Each line below that contains "keepalive" should be counted. Give only the total.

****************

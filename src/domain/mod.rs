mod cell;
mod error;
mod grid;

pub use cell::Cell;
pub use error::GridError;
pub use grid::Grid;
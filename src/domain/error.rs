use thiserror::Error;

/// Errors raised by grid construction and cell access.
#[derive(Debug, Error, Clone, Copy, PartialEq)]
pub enum GridError {
    #[error("grid dimensions {width}x{height} must be positive and fit in memory")]
    InvalidDimensions { width: usize, height: usize },
    #[error("cell ({x}, {y}) is outside the {width}x{height} grid")]
    OutOfBounds {
        x: usize,
        y: usize,
        width: usize,
        height: usize,
    },
    #[error("seeding fraction {0} is outside [0, 1]")]
    InvalidProbability(f64),
}
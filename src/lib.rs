// Domain layer - grid and transition rule
pub mod domain;

// Application layer - run configuration and the interaction loop
pub mod application;

// Infrastructure layer - macroquad UI, rendering, input
pub mod ui;
pub mod rendering;
pub mod input;

// Re-exports for convenience
pub use domain::{Cell, Grid, GridError};
pub use application::{AppConfig, GridConfig, InteractionController, RunConfig, RunKind, RunMode, TickPacer};
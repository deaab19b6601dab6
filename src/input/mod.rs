use macroquad::prelude::*;
use crate::application::{InputEvent, InputSource, PointerButton};

/// Key that advances a manual run while held
pub const STEP_KEY: KeyCode = KeyCode::Space;

/// Polls macroquad's input state once per frame.
///
/// Pointer presses on the first drain are dropped: they are the click that
/// left the menu, not an edit.
#[derive(Default)]
pub struct MacroquadInput {
    armed: bool,
}

impl MacroquadInput {
    pub fn new() -> Self {
        Self::default()
    }

    fn admit(&mut self, events: Vec<InputEvent>) -> Vec<InputEvent> {
        if self.armed {
            return events;
        }
        self.armed = true;
        events
            .into_iter()
            .filter(|event| !matches!(event, InputEvent::PointerDown { .. }))
            .collect()
    }
}

/// Translate a mouse press into a controller event. Other buttons are dropped.
pub fn pointer_event(button: MouseButton, mouse_pos: (f32, f32)) -> Option<InputEvent> {
    let button = match button {
        MouseButton::Left => PointerButton::Primary,
        MouseButton::Right => PointerButton::Secondary,
        _ => return None,
    };
    if !mouse_pos.0.is_finite() || !mouse_pos.1.is_finite() {
        return None;
    }
    Some(InputEvent::PointerDown {
        button,
        screen_x: mouse_pos.0.floor() as i32,
        screen_y: mouse_pos.1.floor() as i32,
    })
}

impl InputSource for MacroquadInput {
    fn drain(&mut self) -> Vec<InputEvent> {
        if is_quit_requested() || is_key_pressed(KeyCode::Escape) {
            return vec![InputEvent::Quit];
        }

        let mouse_pos = mouse_position();
        let mut events: Vec<InputEvent> = [MouseButton::Left, MouseButton::Right]
            .into_iter()
            .filter(|&button| is_mouse_button_pressed(button))
            .filter_map(|button| pointer_event(button, mouse_pos))
            .collect();
        events.push(InputEvent::KeyState {
            step_key_held: is_key_down(STEP_KEY),
        });
        self.admit(events)
    }
}

/// Live tick rate adjustment from the arrow keys
pub fn tick_rate_delta() -> i32 {
    let mut delta = 0;
    if is_key_pressed(KeyCode::Up) {
        delta += 1;
    }
    if is_key_pressed(KeyCode::Down) {
        delta -= 1;
    }
    delta
}
use rand::Rng;
use serde::{Deserialize, Serialize};

/// Plain 8-bit RGB triple, independent of any drawing backend.
#[derive(Clone, Copy, Debug, PartialEq, Eq, Serialize, Deserialize)]
pub struct Rgb(pub u8, pub u8, pub u8);

impl Rgb {
    pub const BLACK: Rgb = Rgb(0, 0, 0);
    pub const WHITE: Rgb = Rgb(255, 255, 255);

    fn random<R: Rng>(rng: &mut R) -> Self {
        Rgb(rng.random(), rng.random(), rng.random())
    }
}

/// Colours offered by the menu selectors
pub const NAMED_COLORS: &[(&str, Rgb)] = &[
    ("Black", Rgb(0, 0, 0)),
    ("White", Rgb(255, 255, 255)),
    ("Red", Rgb(255, 0, 0)),
    ("Green", Rgb(0, 255, 0)),
    ("Blue", Rgb(0, 0, 255)),
    ("Yellow", Rgb(255, 255, 0)),
    ("Purple", Rgb(255, 0, 255)),
    ("Cyan", Rgb(0, 255, 255)),
];

/// Colours used to draw a run
#[derive(Clone, Copy, Debug, PartialEq, Eq, Serialize, Deserialize)]
#[serde(default)]
pub struct Palette {
    pub dead: Rgb,
    pub alive: Rgb,
    pub border: Rgb,
}

impl Default for Palette {
    fn default() -> Self {
        Self {
            dead: Rgb::BLACK,
            alive: Rgb::WHITE,
            border: Rgb::WHITE,
        }
    }
}

impl Palette {
    /// Replace every colour with a uniformly random one
    pub fn randomized<R: Rng>(rng: &mut R) -> Self {
        Self {
            dead: Rgb::random(rng),
            alive: Rgb::random(rng),
            border: Rgb::random(rng),
        }
    }
}

/// Position of a colour in `NAMED_COLORS`, if it is one of them
pub fn named_index(color: Rgb) -> Option<usize> {
    NAMED_COLORS.iter().position(|&(_, c)| c == color)
}
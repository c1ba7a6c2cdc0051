/// Generated gRPC protocol definitions for the fleet control plane.
///
/// This crate provides the protocol buffer definitions and generated code
/// for communication between the hub (controller) and the per-node daemons.
pub mod fleet {
    pub mod v1 {
        tonic::include_proto!("fleet.v1");
    }
}

// Re-export commonly used types for convenience
pub use fleet::v1::*;
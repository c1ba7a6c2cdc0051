//! Fleet Gateway: pooled, self-repairing gRPC connectivity from the hub
//! to per-node daemons.
//!
//! The hub operates lightweight agent processes on remote nodes through a
//! daemon running on each node. This crate owns the connection layer of
//! that relationship:
//!
//! - **ConnectionPool**: at most one [`ManagedConnection`] per node,
//!   created lazily and reused across request handlers
//! - **ManagedConnection**: connectivity-state inspection, demand-driven
//!   reconnection and the three outbound daemon operations, each bounded
//!   by a call timeout
//! - **translate**: normalizes every transport failure into the small
//!   [`GatewayError`] vocabulary so callers never inspect status codes
//! - **SyncGateway / HubServer**: the complementary inbound path that
//!   reconciles agent-state batches pushed by daemons
//!
//! # Example
//!
//! ```rust,no_run
//! use fleet_gateway::ConnectionPool;
//! use std::time::Duration;
//!
//! # async fn example() -> Result<(), fleet_gateway::GatewayError> {
//! let pool = ConnectionPool::new();
//!
//! // Lazily opens the connection on first use, reuses it afterwards.
//! let client = pool.get_client("node-1", "10.0.0.5:9091").await?;
//!
//! let agents = client.list_agents().await?;
//! client.operate_agent("agent-1", "restart").await?;
//! let samples = client
//!     .agent_metrics("agent-1", Duration::from_secs(3600))
//!     .await?;
//! # Ok(())
//! # }
//! ```

pub mod agent;
pub mod connection;
pub mod error;
pub mod intercept;
pub mod keepalive;
pub mod pool;
pub mod repository;
pub mod sync;
pub mod testing;
pub mod transport;

pub use agent::{AgentInfo, AgentOperation, AgentStateReport, AgentStatus, ResourceDataPoint};
pub use connection::{ConnectivityState, ManagedConnection};
pub use error::{translate, GatewayError};
pub use pool::ConnectionPool;
pub use repository::{
    AgentRecord, AgentStateRepository, AgentStateTransaction, MemoryAgentStateRepository,
    RepositoryError,
};
pub use sync::{HubServer, SyncGateway, SyncOutcome};
pub use transport::{DaemonConnector, DaemonTransport, GrpcConnector, GrpcTransport};
fn main() -> Result<(), Box<dyn std::error::Error>> {
    // Source a protoc binary from the vendored crate when one isn't on PATH.
    if std::env::var_os("PROTOC").is_none() {
        if let Ok(protoc) = protoc_bin_vendored::protoc_bin_path() {
            std::env::set_var("PROTOC", protoc);
        }
    }

    // Compile the protobuf file into Rust code
    tonic_prost_build::configure()
        .build_client(true)
        .build_server(true)
        .compile_protos(&["proto/fleet.proto"], &["proto"])?;

    Ok(())
}
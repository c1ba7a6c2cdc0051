//! Storage collaborator for synced agent state.
//!
//! Durable persistence is outside this crate; the sync gateway only needs
//! a keyed upsert inside a transaction, expressed by these traits. The
//! in-memory implementation backs the hub binary and tests.

use async_trait::async_trait;
use serde::{Deserialize, Serialize};
use std::collections::HashMap;
use std::sync::{Arc, Mutex};
use std::time::SystemTime;
use thiserror::Error;

use crate::agent::AgentStatus;

/// Stored state for one agent, keyed by `(node_id, agent_id)`.
#[derive(Debug, Clone, PartialEq, Serialize, Deserialize)]
pub struct AgentRecord {
    pub node_id: String,
    pub agent_id: String,
    /// Locally-known agent type; daemon pushes do not carry it.
    pub kind: String,
    /// Locally-known agent version; daemon pushes do not carry it.
    pub version: String,
    pub status: AgentStatus,
    pub pid: i32,
    pub last_heartbeat: Option<SystemTime>,
    pub last_sync: SystemTime,
}

/// Errors produced by a repository implementation.
#[derive(Error, Debug)]
pub enum RepositoryError {
    #[error("record conflict: {0}")]
    Conflict(String),

    #[error("storage failure: {0}")]
    Storage(String),
}

/// Capability the sync gateway consumes: open one transaction per batch.
#[async_trait]
pub trait AgentStateRepository: Send + Sync {
    async fn begin(&self) -> Result<Box<dyn AgentStateTransaction>, RepositoryError>;
}

/// One storage transaction covering a whole sync batch.
#[async_trait]
pub trait AgentStateTransaction: Send {
    async fn find(
        &mut self,
        node_id: &str,
        agent_id: &str,
    ) -> Result<Option<AgentRecord>, RepositoryError>;

    async fn insert(&mut self, record: AgentRecord) -> Result<(), RepositoryError>;

    async fn update(&mut self, record: AgentRecord) -> Result<(), RepositoryError>;

    async fn commit(self: Box<Self>) -> Result<(), RepositoryError>;
}

/// In-memory repository. Transactions stage their writes and apply them
/// atomically on commit; an uncommitted transaction leaves no trace.
#[derive(Default)]
pub struct MemoryAgentStateRepository {
    store: Arc<Mutex<HashMap<(String, String), AgentRecord>>>,
}

impl MemoryAgentStateRepository {
    pub fn new() -> Self {
        Self::default()
    }

    /// Committed record for one agent, if any.
    pub fn get(&self, node_id: &str, agent_id: &str) -> Option<AgentRecord> {
        self.store
            .lock()
            .unwrap_or_else(|poisoned| poisoned.into_inner())
            .get(&(node_id.to_string(), agent_id.to_string()))
            .cloned()
    }

    pub fn len(&self) -> usize {
        self.store
            .lock()
            .unwrap_or_else(|poisoned| poisoned.into_inner())
            .len()
    }

    pub fn is_empty(&self) -> bool {
        self.len() == 0
    }
}

#[async_trait]
impl AgentStateRepository for MemoryAgentStateRepository {
    async fn begin(&self) -> Result<Box<dyn AgentStateTransaction>, RepositoryError> {
        Ok(Box::new(MemoryTransaction {
            store: self.store.clone(),
            staged: HashMap::new(),
        }))
    }
}

struct MemoryTransaction {
    store: Arc<Mutex<HashMap<(String, String), AgentRecord>>>,
    staged: HashMap<(String, String), AgentRecord>,
}

impl MemoryTransaction {
    fn key(node_id: &str, agent_id: &str) -> (String, String) {
        (node_id.to_string(), agent_id.to_string())
    }
}

#[async_trait]
impl AgentStateTransaction for MemoryTransaction {
    async fn find(
        &mut self,
        node_id: &str,
        agent_id: &str,
    ) -> Result<Option<AgentRecord>, RepositoryError> {
        let key = Self::key(node_id, agent_id);
        if let Some(staged) = self.staged.get(&key) {
            return Ok(Some(staged.clone()));
        }
        let store = self
            .store
            .lock()
            .unwrap_or_else(|poisoned| poisoned.into_inner());
        Ok(store.get(&key).cloned())
    }

    async fn insert(&mut self, record: AgentRecord) -> Result<(), RepositoryError> {
        let key = Self::key(&record.node_id, &record.agent_id);
        if self.staged.contains_key(&key)
            || self
                .store
                .lock()
                .unwrap_or_else(|poisoned| poisoned.into_inner())
                .contains_key(&key)
        {
            return Err(RepositoryError::Conflict(format!(
                "agent {} already recorded for node {}",
                record.agent_id, record.node_id
            )));
        }
        self.staged.insert(key, record);
        Ok(())
    }

    async fn update(&mut self, record: AgentRecord) -> Result<(), RepositoryError> {
        let key = Self::key(&record.node_id, &record.agent_id);
        self.staged.insert(key, record);
        Ok(())
    }

    async fn commit(self: Box<Self>) -> Result<(), RepositoryError> {
        let mut store = self
            .store
            .lock()
            .unwrap_or_else(|poisoned| poisoned.into_inner());
        for (key, record) in self.staged {
            store.insert(key, record);
        }
        Ok(())
    }
}
//! Fleet Hub - inbound sync endpoint for node daemons.
//!
//! Serves the `HubService` gRPC endpoint that daemons push agent-state
//! batches into, with the server half of the fixed keepalive policy
//! applied.

use anyhow::{Context, Result};
use clap::Parser;
use fleet_gateway::keepalive;
use fleet_gateway::{HubServer, MemoryAgentStateRepository, SyncGateway};
use std::net::SocketAddr;
use std::sync::Arc;
use tonic::transport::Server;
use tracing::{info, warn};
use tracing_subscriber::{layer::SubscriberExt, util::SubscriberInitExt};

/// Fleet hub - receives agent-state pushes from node daemons.
#[derive(Parser, Debug)]
#[command(author, version, about, long_about = None)]
struct Cli {
    /// Port to listen on
    #[arg(short, long, default_value = "9090", env = "FLEET_HUB_PORT")]
    port: u16,

    /// Bind address (default: all interfaces)
    #[arg(short, long, default_value = "0.0.0.0", env = "FLEET_HUB_BIND")]
    bind: String,

    /// Enable debug logging
    #[arg(short, long)]
    debug: bool,
}

#[tokio::main]
async fn main() -> Result<()> {
    let args = Cli::parse();

    // Initialize logging
    let filter = if args.debug {
        "debug,fleet_gateway=trace"
    } else {
        "info"
    };

    tracing_subscriber::registry()
        .with(
            tracing_subscriber::EnvFilter::try_from_default_env().unwrap_or_else(|_| filter.into()),
        )
        .with(tracing_subscriber::fmt::layer())
        .init();

    let addr: SocketAddr = format!("{}:{}", args.bind, args.port)
        .parse()
        .context("invalid bind address")?;

    // Durable storage is provisioned elsewhere; the hub runs against the
    // in-memory repository until it is wired to one.
    let repository = Arc::new(MemoryAgentStateRepository::new());
    let gateway = SyncGateway::new(repository);
    let service = HubServer::new(gateway).into_service();

    info!("fleet hub listening on {}", addr);

    Server::builder()
        .http2_keepalive_interval(Some(keepalive::SERVER_KEEPALIVE_INTERVAL))
        .http2_keepalive_timeout(Some(keepalive::SERVER_KEEPALIVE_TIMEOUT))
        .max_connection_age(keepalive::MAX_CONNECTION_AGE)
        .initial_stream_window_size(keepalive::INITIAL_WINDOW_SIZE)
        .initial_connection_window_size(keepalive::INITIAL_WINDOW_SIZE)
        .add_service(service)
        .serve_with_shutdown(addr, shutdown_signal())
        .await
        .context("hub server failed")?;

    info!("fleet hub shut down");
    Ok(())
}

async fn shutdown_signal() {
    match tokio::signal::ctrl_c().await {
        Ok(()) => info!("shutdown signal received"),
        Err(e) => warn!("failed to listen for shutdown signal: {}", e),
    }
}
impl ManagedConnection {
    /// Create a connection record for one node. No dialing happens here;
    /// the transport is opened lazily by the first operation.
    pub fn new(
        node_id: impl Into<String>,
        address: impl Into<String>,
        connector: Arc<dyn DaemonConnector>,
    ) -> Result<Self, GatewayError> {
        let node_id = node_id.into();
        let address = address.into();

        if node_id.is_empty() {
            return Err(GatewayError::InvalidArgument(
                "node id is required".to_string(),
            ));
        }
        if address.is_empty() {
            return Err(GatewayError::InvalidArgument(
                "address is required".to_string(),
            ));
        }

        let (state, _) = watch::channel(ConnectivityState::Idle);

        Ok(Self {
            node_id,
            address,
            connector,
            transport: RwLock::new(None),
            state,
            rebuild: Mutex::new(()),
        })
    }

    pub fn node_id(&self) -> &str {
        &self.node_id
    }

    pub fn address(&self) -> &str {
        &self.address
    }

    /// Current connectivity state.
    pub fn state(&self) -> ConnectivityState {
        *self.state.borrow()
    }

    fn transition(&self, to: ConnectivityState) {
        let from = *self.state.borrow();
        if from != to {
            debug!(
                "connection to node {} moved {:?} -> {:?}",
                self.node_id, from, to
            );
            self.state.send_replace(to);
        }
    }

    async fn ready_transport(&self) -> Option<Arc<dyn DaemonTransport>> {
        if *self.state.borrow() != ConnectivityState::Ready {
            return None;
        }
        self.transport.read().await.clone()
    }

    /// Double-checked, demand-driven connect/repair. Every operation goes
    /// through here.
    async fn ensure_connection(&self) -> Result<Arc<dyn DaemonTransport>, GatewayError> {
        if let Some(transport) = self.ready_transport().await {
            return Ok(transport);
        }

        // Another task may already be dialing; wait for its transition
        // instead of queueing on the rebuild lock.
        let mut rx = self.state.subscribe();
        if *rx.borrow_and_update() == ConnectivityState::Connecting {
            match tokio::time::timeout(CONNECT_WAIT_TIMEOUT, rx.changed()).await {
                Ok(_) => {
                    if let Some(transport) = self.ready_transport().await {
                        return Ok(transport);
                    }
                }
                Err(_) => {
                    warn!(
                        "timed out waiting for in-flight connect to node {} at {}",
                        self.node_id, self.address
                    );
                    return Err(GatewayError::ConnectionFailed(format!(
                        "node {}: timed out waiting for in-flight connect",
                        self.node_id
                    )));
                }
            }
        }

        self.rebuild().await
    }

    /// Rebuild the transport under the exclusive lock, re-checking first:
    /// another task may have repaired the connection while this one was
    /// waiting for the lock.
    async fn rebuild(&self) -> Result<Arc<dyn DaemonTransport>, GatewayError> {
        let _guard = self.rebuild.lock().await;

        if let Some(transport) = self.ready_transport().await {
            return Ok(transport);
        }

        self.transition(ConnectivityState::Connecting);

        // Drop the old handle before dialing; it is never reused.
        self.transport.write().await.take();

        match self.connector.connect(&self.address).await {
            Ok(transport) => {
                *self.transport.write().await = Some(transport.clone());
                self.transition(ConnectivityState::Ready);
                info!(
                    "connected to daemon for node {} at {}",
                    self.node_id, self.address
                );
                Ok(transport)
            }
            Err(e) => {
                self.transition(ConnectivityState::TransientFailure);
                warn!(
                    "failed to connect to daemon for node {} at {}: {}",
                    self.node_id, self.address, e
                );
                Err(GatewayError::ConnectionFailed(format!(
                    "node {} at {}: {}",
                    self.node_id, self.address, e
                )))
            }
        }
    }

    /// Transport-level failures observed on a call demote the state so
    /// the next operation rebuilds instead of reusing a dead channel.
    fn note_transport_failure(&self, status: &Status) {
        if status.code() == Code::Unavailable {
            self.transition(ConnectivityState::TransientFailure);
        }
    }

    /// Apply the call-scoped timeout and route transport errors through
    /// the translator. The bound holds regardless of the caller's own
    /// deadline.
    async fn bounded<T>(
        &self,
        limit: Duration,
        call: impl Future<Output = Result<T, Status>>,
    ) -> Result<T, GatewayError> {
        match tokio::time::timeout(limit, call).await {
            Ok(Ok(value)) => Ok(value),
            Ok(Err(status)) => {
                self.note_transport_failure(&status);
                Err(translate(status))
            }
            Err(_) => {
                warn!(
                    "call to node {} at {} timed out after {:?}",
                    self.node_id, self.address, limit
                );
                Err(translate(Status::deadline_exceeded("call timed out")))
            }
        }
    }

    /// List the agents the node's daemon currently manages.
    pub async fn list_agents(&self) -> Result<Vec<AgentInfo>, GatewayError> {
        let transport = self.ensure_connection().await?;

        let agents = self
            .bounded(DEFAULT_CALL_TIMEOUT, transport.list_agents())
            .await?;

        let agents = agents
            .into_iter()
            .map(AgentInfo::try_from)
            .collect::<Result<Vec<_>, _>>()?;

        debug!("listed {} agents on node {}", agents.len(), self.node_id);
        Ok(agents)
    }

    /// Apply a lifecycle operation (`start`, `stop`, `restart`) to one
    /// agent on the node.
    ///
    /// A structurally successful RPC can still report a business failure;
    /// that surfaces as [`GatewayError::OperationFailed`] carrying the
    /// daemon's own message, not one of the transport kinds.
    pub async fn operate_agent(&self, agent_id: &str, operation: &str) -> Result<(), GatewayError> {
        if agent_id.is_empty() {
            return Err(GatewayError::InvalidArgument(
                "agent id is required".to_string(),
            ));
        }
        if operation.is_empty() {
            return Err(GatewayError::InvalidArgument(
                "operation is required".to_string(),
            ));
        }
        let operation = AgentOperation::from_str(operation)?;

        let transport = self.ensure_connection().await?;

        let request = pb::AgentOperationRequest {
            agent_id: agent_id.to_string(),
            operation: operation.to_string(),
        };

        let reply = self
            .bounded(OPERATE_CALL_TIMEOUT, transport.operate_agent(request))
            .await?;

        if !reply.success {
            let message = if reply.error_message.is_empty() {
                format!("operation {} failed", operation)
            } else {
                reply.error_message
            };
            warn!(
                "agent {} on node {}: {} rejected by daemon: {}",
                agent_id, self.node_id, operation, message
            );
            return Err(GatewayError::OperationFailed(message));
        }

        info!(
            "agent {} on node {}: {} succeeded",
            agent_id, self.node_id, operation
        );
        Ok(())
    }

    /// Fetch resource usage samples for one agent over the trailing
    /// `duration`. Samples come back oldest first, exactly as the daemon
    /// returned them.
    pub async fn agent_metrics(
        &self,
        agent_id: &str,
        duration: Duration,
    ) -> Result<Vec<ResourceDataPoint>, GatewayError> {
        if agent_id.is_empty() {
            return Err(GatewayError::InvalidArgument(
                "agent id is required".to_string(),
            ));
        }
        if duration.is_zero() {
            return Err(GatewayError::InvalidArgument(
                "duration must be greater than zero".to_string(),
            ));
        }

        let transport = self.ensure_connection().await?;

        let request = pb::AgentMetricsRequest {
            agent_id: agent_id.to_string(),
            duration_seconds: duration.as_secs() as i64,
        };

        let reply = self
            .bounded(DEFAULT_CALL_TIMEOUT, transport.get_agent_metrics(request))
            .await?;

        let points: Vec<ResourceDataPoint> = reply
            .data_points
            .into_iter()
            .map(ResourceDataPoint::from)
            .collect();

        debug!(
            "fetched {} samples for agent {} on node {}",
            points.len(),
            agent_id,
            self.node_id
        );
        Ok(points)
    }

    /// Tear down the transport. In-flight calls fail with a transport
    /// error, translated as usual; a later operation on this handle would
    /// dial afresh.
    pub async fn close(&self) {
        let _guard = self.rebuild.lock().await;
        self.transport.write().await.take();
        self.transition(ConnectivityState::Shutdown);
        debug!(
            "closed connection to node {} at {}",
            self.node_id, self.address
        );
    }
}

****************

RESPONSE FOR THIS EXERCISE: 8